_THE PROBLEM_: One part of the entries below is wanted: the lines from the one containing "matches!(self, Self::Album |" through the one containing "network and timeout". Write those out exactly and nothing else.

_GIVEN RECORDS_:

::::::::

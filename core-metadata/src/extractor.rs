//! Audio Tag Extraction
//!
//! Reads the artist/album/title fields the scan pipeline needs, using the
//! `lofty` crate (ID3v2, Vorbis Comments, MP4 tags, FLAC).
//!
//! Extraction is a capability consumed by the walker: tests inject a fake
//! [`TagReader`], production wires [`LoftyTagReader`]. Absence of any field
//! is a valid result, not an error; only an unreadable or unparseable file
//! fails.

use async_trait::async_trait;
use lofty::config::ParseOptions;
use lofty::file::TaggedFileExt;
use lofty::probe::Probe;
use lofty::tag::Accessor;
use serde::{Deserialize, Serialize};
use std::path::Path;
use tracing::debug;

use crate::error::{MetadataError, Result};

/// Tag fields extracted from an audio file. Every field is optional.
#[derive(Debug, Clone, Default, PartialEq, Eq, Serialize, Deserialize)]
pub struct TrackTags {
    pub artist: Option<String>,
    pub album: Option<String>,
    pub title: Option<String>,
}

impl TrackTags {
    /// True when neither artist nor album could be read.
    pub fn is_untagged(&self) -> bool {
        self.artist.is_none() && self.album.is_none()
    }
}

/// Tag extraction capability consumed by the library walker.
#[async_trait]
pub trait TagReader: Send + Sync {
    /// Read tags from an audio file.
    ///
    /// Returns `Err` only when the file cannot be read or parsed at all;
    /// missing individual fields are reported as `None`.
    async fn read_tags(&self, path: &Path) -> Result<TrackTags>;
}

/// `lofty`-backed tag reader.
pub struct LoftyTagReader {
    parse_options: ParseOptions,
}

impl LoftyTagReader {
    pub fn new() -> Self {
        Self {
            parse_options: ParseOptions::new(),
        }
    }

    /// Trim whitespace and collapse empty strings to `None`.
    fn normalize(value: Option<impl AsRef<str>>) -> Option<String> {
        value.and_then(|v| {
            let trimmed = v.as_ref().trim();
            if trimmed.is_empty() {
                None
            } else {
                Some(trimmed.to_string())
            }
        })
    }
}

impl Default for LoftyTagReader {
    fn default() -> Self {
        Self::new()
    }
}

#[async_trait]
impl TagReader for LoftyTagReader {
    async fn read_tags(&self, path: &Path) -> Result<TrackTags> {
        debug!("Reading tags from: {}", path.display());

        let file_data = tokio::fs::read(path).await?;

        let tagged_file = Probe::new(std::io::Cursor::new(&file_data))
            .options(self.parse_options)
            .guess_file_type()
            .map_err(|e| MetadataError::ExtractionFailed(format!("Failed to probe file: {}", e)))?
            .read()
            .map_err(|e| MetadataError::ExtractionFailed(format!("Failed to parse file: {}", e)))?;

        // Primary tag first, falling back to the first tag of any type.
        let tag = tagged_file.primary_tag().or_else(|| tagged_file.first_tag());

        let tags = match tag {
            Some(tag) => TrackTags {
                artist: Self::normalize(tag.artist()),
                album: Self::normalize(tag.album()),
                title: Self::normalize(tag.title()),
            },
            None => TrackTags::default(),
        };

        Ok(tags)
    }
}

#[cfg(test)]
mod tests {
    use super::*;

    #[test]
    fn test_normalize() {
        assert_eq!(
            LoftyTagReader::normalize(Some("  Artist  ")),
            Some("Artist".to_string())
        );
        assert_eq!(LoftyTagReader::normalize(Some("   ")), None);
        assert_eq!(LoftyTagReader::normalize(None::<&str>), None);
    }

    #[test]
    fn test_untagged() {
        let tags = TrackTags::default();
        assert!(tags.is_untagged());

        let tagged = TrackTags {
            artist: Some("Artist".to_string()),
            ..Default::default()
        };
        assert!(!tagged.is_untagged());
    }

    #[tokio::test]
    async fn test_garbage_file_fails_extraction() {
        let dir = tempfile::tempdir().unwrap();
        let path = dir.path().join("noise.mp3");
        std::fs::write(&path, b"definitely not audio data").unwrap();

        let reader = LoftyTagReader::new();
        let err = reader.read_tags(&path).await.unwrap_err();
        assert!(matches!(err, MetadataError::ExtractionFailed(_)));
    }

    #[tokio::test]
    async fn test_missing_file_is_io_error() {
        let reader = LoftyTagReader::new();
        let err = reader
            .read_tags(Path::new("/nonexistent/track.flac"))
            .await
            .unwrap_err();
        assert!(matches!(err, MetadataError::Io(_)));
    }
}
//! # Rate Gate
//!
//! Enforces a minimum interval between remote catalog calls. Every call
//! site acquires the gate before touching the network; the gate is the
//! single serialization point, so concurrent callers are spaced out just
//! like sequential ones. Time comes from the injected [`Clock`], which
//! keeps the spacing testable under tokio's paused virtual time.

use bridge_traits::time::Clock;
use chrono::{DateTime, Utc};
use std::sync::Arc;
use std::time::Duration;
use tokio::sync::Mutex;
use tracing::trace;

/// Minimum-interval gate shared by all remote call sites.
pub struct RateGate {
    min_interval: Duration,
    clock: Arc<dyn Clock>,
    /// Instant of the most recent release; the lock is held across the
    /// wait so acquisitions serialize.
    last: Mutex<Option<DateTime<Utc>>>,
}

impl RateGate {
    pub fn new(min_interval: Duration, clock: Arc<dyn Clock>) -> Self {
        Self {
            min_interval,
            clock,
            last: Mutex::new(None),
        }
    }

    /// Waits until at least `min_interval` has passed since the previous
    /// acquisition, then records the new one.
    pub async fn acquire(&self) {
        let mut last = self.last.lock().await;

        if let Some(previous) = *last {
            let elapsed = (self.clock.now() - previous)
                .to_std()
                .unwrap_or(Duration::ZERO);
            if elapsed < self.min_interval {
                let wait = self.min_interval - elapsed;
                trace!(wait_ms = wait.as_millis() as u64, "Rate gate waiting");
                tokio::time::sleep(wait).await;
            }
        }

        *last = Some(self.clock.now());
    }
}

#[cfg(test)]
mod tests {
    use super::*;

    /// Clock that tracks tokio's (possibly paused) virtual time.
    struct VirtualClock {
        epoch: DateTime<Utc>,
        origin: tokio::time::Instant,
    }

    impl VirtualClock {
        fn new() -> Self {
            Self {
                epoch: DateTime::<Utc>::UNIX_EPOCH,
                origin: tokio::time::Instant::now(),
            }
        }
    }

    impl Clock for VirtualClock {
        fn now(&self) -> DateTime<Utc> {
            self.epoch
                + chrono::Duration::from_std(self.origin.elapsed()).unwrap_or_default()
        }
    }

    #[tokio::test(start_paused = true)]
    async fn test_sequential_acquisitions_are_spaced() {
        let clock = Arc::new(VirtualClock::new());
        let gate = RateGate::new(Duration::from_millis(1000), clock.clone());

        let mut stamps = Vec::new();
        for _ in 0..3 {
            gate.acquire().await;
            stamps.push(clock.now());
        }

        for pair in stamps.windows(2) {
            let gap = (pair[1] - pair[0]).to_std().unwrap();
            assert!(gap >= Duration::from_millis(1000), "gap was {:?}", gap);
        }
    }

    #[tokio::test(start_paused = true)]
    async fn test_concurrent_acquisitions_serialize() {
        let clock = Arc::new(VirtualClock::new());
        let gate = Arc::new(RateGate::new(Duration::from_millis(500), clock.clone()));

        let mut handles = Vec::new();
        for _ in 0..4 {
            let gate = Arc::clone(&gate);
            let clock = Arc::clone(&clock);
            handles.push(tokio::spawn(async move {
                gate.acquire().await;
                clock.now()
            }));
        }

        let mut stamps = Vec::new();
        for handle in handles {
            stamps.push(handle.await.unwrap());
        }
        stamps.sort();

        for pair in stamps.windows(2) {
            let gap = (pair[1] - pair[0]).to_std().unwrap();
            assert!(gap >= Duration::from_millis(500), "gap was {:?}", gap);
        }
    }

    #[tokio::test(start_paused = true)]
    async fn test_first_acquisition_is_immediate() {
        let clock = Arc::new(VirtualClock::new());
        let gate = RateGate::new(Duration::from_millis(1000), clock.clone());

        let before = clock.now();
        gate.acquire().await;
        assert_eq!(clock.now(), before);
    }
}
//! Remote Catalog Capability
//!
//! Contract for the remote music catalog the reconciler resolves artists
//! against. Implementations (e.g. the MusicBrainz provider) perform the
//! actual network calls; the core guarantees at least the configured
//! minimum interval between any two calls via its rate gate, so
//! implementations must not add their own request pacing.

use async_trait::async_trait;
use serde::{Deserialize, Serialize};

use crate::error::Result;

/// Release group classification as reported by the remote catalog.
#[derive(Debug, Clone, Copy, PartialEq, Eq, Hash, Serialize, Deserialize)]
pub enum ReleaseKind {
    Album,
    Ep,
    Single,
    /// Compilations, live albums, and anything else the remote reports.
    Other,
}

impl ReleaseKind {
    /// Kinds the reconciler surfaces to the user.
    pub fn is_watched(&self) -> bool {
        matches!(self, Self::Album | Self::Ep)
    }

    pub fn as_str(&self) -> &'static str {
        match self {
            Self::Album => "album",
            Self::Ep => "ep",
            Self::Single => "single",
            Self::Other => "other",
        }
    }
}

impl std::fmt::Display for ReleaseKind {
    fn fmt(&self, f: &mut std::fmt::Formatter<'_>) -> std::fmt::Result {
        f.write_str(self.as_str())
    }
}

/// One candidate from an artist-by-name search, in the remote's own
/// relevance ordering.
#[derive(Debug, Clone, PartialEq, Eq, Serialize, Deserialize)]
pub struct ArtistMatch {
    /// Remote catalog identifier
    pub id: String,
    /// Artist name as the remote knows it
    pub name: String,
    /// Relevance score (0-100) assigned by the remote, if reported
    pub score: Option<u8>,
}

/// One release entry returned by a release listing.
#[derive(Debug, Clone, PartialEq, Eq, Serialize, Deserialize)]
pub struct RemoteRelease {
    /// Remote release identifier
    pub id: String,
    /// Release title
    pub title: String,
    /// First release date as reported (`YYYY-MM-DD`, possibly partial)
    pub date: Option<String>,
    /// Release classification
    pub kind: ReleaseKind,
}

/// Remote catalog lookup capability.
///
/// # Rate contract
///
/// Callers guarantee >= the remote's documented minimum interval between
/// any two invocations of either method. Implementations translate
/// failures into [`BridgeError`](crate::BridgeError): network and timeout
/// conditions become `Transport`/`Timeout` (transient, retried by the
/// caller), credential rejections become `Auth` (aborts the pass).
#[async_trait]
pub trait RemoteCatalog: Send + Sync {
    /// Search artists by name, ordered by the remote's relevance ranking.
    ///
    /// An empty result is a valid answer, not an error.
    async fn search_artist(&self, name: &str) -> Result<Vec<ArtistMatch>>;

    /// List releases of the given kinds for a resolved artist identity.
    ///
    /// Implementations may return a superset of `kinds`; callers filter
    /// defensively.
    async fn list_releases(&self, artist_id: &str, kinds: &[ReleaseKind])
        -> Result<Vec<RemoteRelease>>;
}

::::::::

_TASK OUTPUT_:
        matches!(self, Self::Album | Self::Ep)
    }

    pub fn as_str(&self) -> &'static str {
        match self {
            Self::Album => "album",
            Self::Ep => "ep",
            Self::Single => "single",
            Self::Other => "other",
        }
    }
}

impl std::fmt::Display for ReleaseKind {
    fn fmt(&self, f: &mut std::fmt::Formatter<'_>) -> std::fmt::Result {
        f.write_str(self.as_str())
    }
}

/// One candidate from an artist-by-name search, in the remote's own
/// relevance ordering.
#[derive(Debug, Clone, PartialEq, Eq, Serialize, Deserialize)]
pub struct ArtistMatch {
    /// Remote catalog identifier
    pub id: String,
    /// Artist name as the remote knows it
    pub name: String,
    /// Relevance score (0-100) assigned by the remote, if reported
    pub score: Option<u8>,
}

/// One release entry returned by a release listing.
#[derive(Debug, Clone, PartialEq, Eq, Serialize, Deserialize)]
pub struct RemoteRelease {
    /// Remote release identifier
    pub id: String,
    /// Release title
    pub title: String,
    /// First release date as reported (`YYYY-MM-DD`, possibly partial)
    pub date: Option<String>,
    /// Release classification
    pub kind: ReleaseKind,
}

/// Remote catalog lookup capability.
///
/// # Rate contract
///
/// Callers guarantee >= the remote's documented minimum interval between
/// any two invocations of either method. Implementations translate
/// failures into [`BridgeError`](crate::BridgeError): network and timeout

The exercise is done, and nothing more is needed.